THE PROBLEM ->
Each line below that includes the word "ClientConfig" is to be reported.

DATASET CONTENT ->
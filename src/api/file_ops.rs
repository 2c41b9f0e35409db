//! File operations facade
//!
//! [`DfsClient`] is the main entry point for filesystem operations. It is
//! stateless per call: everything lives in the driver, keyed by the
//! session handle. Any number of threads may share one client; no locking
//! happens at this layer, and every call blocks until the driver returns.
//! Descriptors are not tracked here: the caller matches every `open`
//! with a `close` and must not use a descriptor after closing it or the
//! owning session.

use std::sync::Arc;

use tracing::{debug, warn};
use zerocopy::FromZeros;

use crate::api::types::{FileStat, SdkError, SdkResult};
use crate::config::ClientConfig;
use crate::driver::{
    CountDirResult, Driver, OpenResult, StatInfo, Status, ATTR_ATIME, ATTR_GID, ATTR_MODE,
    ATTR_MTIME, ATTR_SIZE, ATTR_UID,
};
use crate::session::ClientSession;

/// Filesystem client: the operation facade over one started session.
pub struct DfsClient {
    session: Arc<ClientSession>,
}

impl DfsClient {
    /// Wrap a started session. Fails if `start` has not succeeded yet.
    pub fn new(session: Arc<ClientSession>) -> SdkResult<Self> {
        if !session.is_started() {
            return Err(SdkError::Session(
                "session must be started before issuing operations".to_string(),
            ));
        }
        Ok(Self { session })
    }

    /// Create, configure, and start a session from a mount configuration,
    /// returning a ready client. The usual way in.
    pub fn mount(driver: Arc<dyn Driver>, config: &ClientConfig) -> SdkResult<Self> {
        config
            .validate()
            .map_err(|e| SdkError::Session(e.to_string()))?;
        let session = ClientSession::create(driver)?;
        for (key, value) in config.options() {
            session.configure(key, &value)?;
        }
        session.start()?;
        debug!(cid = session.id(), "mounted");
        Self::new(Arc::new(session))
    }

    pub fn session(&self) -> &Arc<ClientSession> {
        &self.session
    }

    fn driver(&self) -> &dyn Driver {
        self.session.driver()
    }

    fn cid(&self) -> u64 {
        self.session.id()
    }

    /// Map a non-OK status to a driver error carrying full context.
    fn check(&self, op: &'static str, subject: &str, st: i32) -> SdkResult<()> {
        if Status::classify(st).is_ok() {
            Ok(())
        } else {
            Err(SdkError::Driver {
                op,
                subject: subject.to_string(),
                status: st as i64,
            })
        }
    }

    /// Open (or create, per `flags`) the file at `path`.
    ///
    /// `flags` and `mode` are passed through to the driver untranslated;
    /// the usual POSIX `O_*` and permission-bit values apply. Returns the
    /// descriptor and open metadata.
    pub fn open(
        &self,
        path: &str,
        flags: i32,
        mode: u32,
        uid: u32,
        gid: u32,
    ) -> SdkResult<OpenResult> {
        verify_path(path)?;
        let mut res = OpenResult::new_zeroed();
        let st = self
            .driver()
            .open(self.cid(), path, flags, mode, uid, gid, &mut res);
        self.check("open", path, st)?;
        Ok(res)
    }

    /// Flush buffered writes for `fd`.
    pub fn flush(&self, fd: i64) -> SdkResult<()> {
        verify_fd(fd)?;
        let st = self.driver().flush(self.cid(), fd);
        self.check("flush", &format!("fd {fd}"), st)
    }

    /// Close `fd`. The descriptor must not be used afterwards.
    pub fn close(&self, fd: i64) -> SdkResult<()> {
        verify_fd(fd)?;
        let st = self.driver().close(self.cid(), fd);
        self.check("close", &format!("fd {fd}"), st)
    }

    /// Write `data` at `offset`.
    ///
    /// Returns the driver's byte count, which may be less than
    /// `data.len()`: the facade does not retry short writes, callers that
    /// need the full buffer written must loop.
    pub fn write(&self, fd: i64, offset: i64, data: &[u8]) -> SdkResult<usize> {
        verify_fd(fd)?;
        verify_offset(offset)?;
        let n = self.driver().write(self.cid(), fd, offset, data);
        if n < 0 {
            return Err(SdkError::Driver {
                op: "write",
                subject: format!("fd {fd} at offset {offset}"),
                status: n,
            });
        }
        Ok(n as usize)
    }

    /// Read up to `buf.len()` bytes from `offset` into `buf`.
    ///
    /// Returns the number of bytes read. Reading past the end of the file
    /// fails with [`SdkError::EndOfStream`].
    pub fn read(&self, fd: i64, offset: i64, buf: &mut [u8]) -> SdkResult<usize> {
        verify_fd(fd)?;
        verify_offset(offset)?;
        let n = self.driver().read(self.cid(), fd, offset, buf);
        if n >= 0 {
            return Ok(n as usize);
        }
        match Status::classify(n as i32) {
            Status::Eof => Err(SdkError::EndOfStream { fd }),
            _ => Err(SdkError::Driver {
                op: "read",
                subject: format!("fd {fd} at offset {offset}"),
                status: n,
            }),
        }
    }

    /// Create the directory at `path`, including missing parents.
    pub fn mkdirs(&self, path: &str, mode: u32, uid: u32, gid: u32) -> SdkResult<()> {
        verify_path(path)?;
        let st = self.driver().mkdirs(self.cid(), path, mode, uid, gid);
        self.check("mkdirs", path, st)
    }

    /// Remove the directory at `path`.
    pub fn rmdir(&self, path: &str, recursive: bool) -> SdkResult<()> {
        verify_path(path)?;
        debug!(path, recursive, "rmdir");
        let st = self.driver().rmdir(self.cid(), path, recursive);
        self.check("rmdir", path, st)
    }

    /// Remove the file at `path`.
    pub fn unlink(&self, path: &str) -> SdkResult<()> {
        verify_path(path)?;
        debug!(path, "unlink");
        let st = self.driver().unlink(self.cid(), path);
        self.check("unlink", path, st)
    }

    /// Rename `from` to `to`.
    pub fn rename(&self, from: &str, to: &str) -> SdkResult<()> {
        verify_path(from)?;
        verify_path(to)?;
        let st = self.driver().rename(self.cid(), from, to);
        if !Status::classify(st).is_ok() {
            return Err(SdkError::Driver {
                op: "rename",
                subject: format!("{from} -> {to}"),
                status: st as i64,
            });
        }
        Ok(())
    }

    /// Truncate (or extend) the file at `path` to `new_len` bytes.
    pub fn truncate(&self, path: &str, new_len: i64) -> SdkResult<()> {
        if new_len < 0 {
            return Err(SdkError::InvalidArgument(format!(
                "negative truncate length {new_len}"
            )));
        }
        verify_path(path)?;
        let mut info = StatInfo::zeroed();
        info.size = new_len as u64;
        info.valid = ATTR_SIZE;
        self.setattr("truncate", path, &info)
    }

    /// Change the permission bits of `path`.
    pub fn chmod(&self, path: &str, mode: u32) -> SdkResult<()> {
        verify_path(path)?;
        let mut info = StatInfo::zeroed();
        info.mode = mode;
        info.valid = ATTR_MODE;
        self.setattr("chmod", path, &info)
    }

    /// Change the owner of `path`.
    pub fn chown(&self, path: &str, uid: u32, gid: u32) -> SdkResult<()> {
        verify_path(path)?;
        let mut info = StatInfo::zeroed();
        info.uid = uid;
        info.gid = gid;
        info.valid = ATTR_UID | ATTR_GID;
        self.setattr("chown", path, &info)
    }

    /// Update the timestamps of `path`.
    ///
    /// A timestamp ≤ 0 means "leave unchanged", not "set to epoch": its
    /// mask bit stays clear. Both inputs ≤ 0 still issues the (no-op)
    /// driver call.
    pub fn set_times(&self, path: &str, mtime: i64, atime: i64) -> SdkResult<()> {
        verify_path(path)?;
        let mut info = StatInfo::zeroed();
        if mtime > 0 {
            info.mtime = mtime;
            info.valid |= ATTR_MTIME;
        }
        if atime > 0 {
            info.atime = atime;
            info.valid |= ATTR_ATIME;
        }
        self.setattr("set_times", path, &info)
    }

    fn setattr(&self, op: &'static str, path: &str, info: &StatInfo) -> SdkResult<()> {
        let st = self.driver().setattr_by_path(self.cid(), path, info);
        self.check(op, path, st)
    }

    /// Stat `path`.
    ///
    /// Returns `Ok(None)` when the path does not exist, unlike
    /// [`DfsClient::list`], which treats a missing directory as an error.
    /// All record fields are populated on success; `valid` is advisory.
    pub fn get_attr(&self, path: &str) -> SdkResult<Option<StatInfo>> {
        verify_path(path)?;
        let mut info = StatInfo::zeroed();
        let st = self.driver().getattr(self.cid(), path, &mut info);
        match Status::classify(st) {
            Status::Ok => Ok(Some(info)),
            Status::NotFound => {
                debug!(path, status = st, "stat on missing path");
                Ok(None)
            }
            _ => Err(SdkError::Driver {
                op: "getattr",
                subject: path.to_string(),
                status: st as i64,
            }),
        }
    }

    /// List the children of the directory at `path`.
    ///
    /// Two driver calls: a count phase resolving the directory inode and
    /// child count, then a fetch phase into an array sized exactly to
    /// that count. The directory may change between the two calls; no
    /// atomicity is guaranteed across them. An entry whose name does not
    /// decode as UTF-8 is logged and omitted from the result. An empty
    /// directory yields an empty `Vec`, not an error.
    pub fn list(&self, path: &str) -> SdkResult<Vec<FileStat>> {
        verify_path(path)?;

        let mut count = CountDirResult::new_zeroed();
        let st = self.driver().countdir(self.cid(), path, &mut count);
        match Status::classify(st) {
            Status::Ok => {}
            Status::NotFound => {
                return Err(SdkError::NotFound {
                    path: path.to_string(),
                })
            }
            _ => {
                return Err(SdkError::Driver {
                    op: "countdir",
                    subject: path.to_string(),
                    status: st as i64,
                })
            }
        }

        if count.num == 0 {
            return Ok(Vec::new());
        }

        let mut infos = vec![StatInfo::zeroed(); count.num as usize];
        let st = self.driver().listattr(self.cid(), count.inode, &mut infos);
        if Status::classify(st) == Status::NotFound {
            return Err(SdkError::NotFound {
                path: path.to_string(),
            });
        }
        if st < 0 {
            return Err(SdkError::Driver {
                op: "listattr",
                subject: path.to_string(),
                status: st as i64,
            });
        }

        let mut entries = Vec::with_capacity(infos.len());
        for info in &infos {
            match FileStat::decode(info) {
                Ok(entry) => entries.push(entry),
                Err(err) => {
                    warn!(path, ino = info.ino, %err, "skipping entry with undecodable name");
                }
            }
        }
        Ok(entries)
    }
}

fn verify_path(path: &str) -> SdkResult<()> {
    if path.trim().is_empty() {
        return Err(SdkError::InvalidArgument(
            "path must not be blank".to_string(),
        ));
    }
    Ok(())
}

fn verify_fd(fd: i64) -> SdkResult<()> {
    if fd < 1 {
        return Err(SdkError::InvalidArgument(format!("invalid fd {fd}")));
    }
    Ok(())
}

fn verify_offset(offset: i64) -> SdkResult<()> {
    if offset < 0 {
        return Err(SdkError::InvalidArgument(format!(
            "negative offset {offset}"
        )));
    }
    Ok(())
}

EXERCISE OUTPUT ->
use crate::config::ClientConfig;
    pub fn mount(driver: Arc<dyn Driver>, config: &ClientConfig) -> SdkResult<Self> {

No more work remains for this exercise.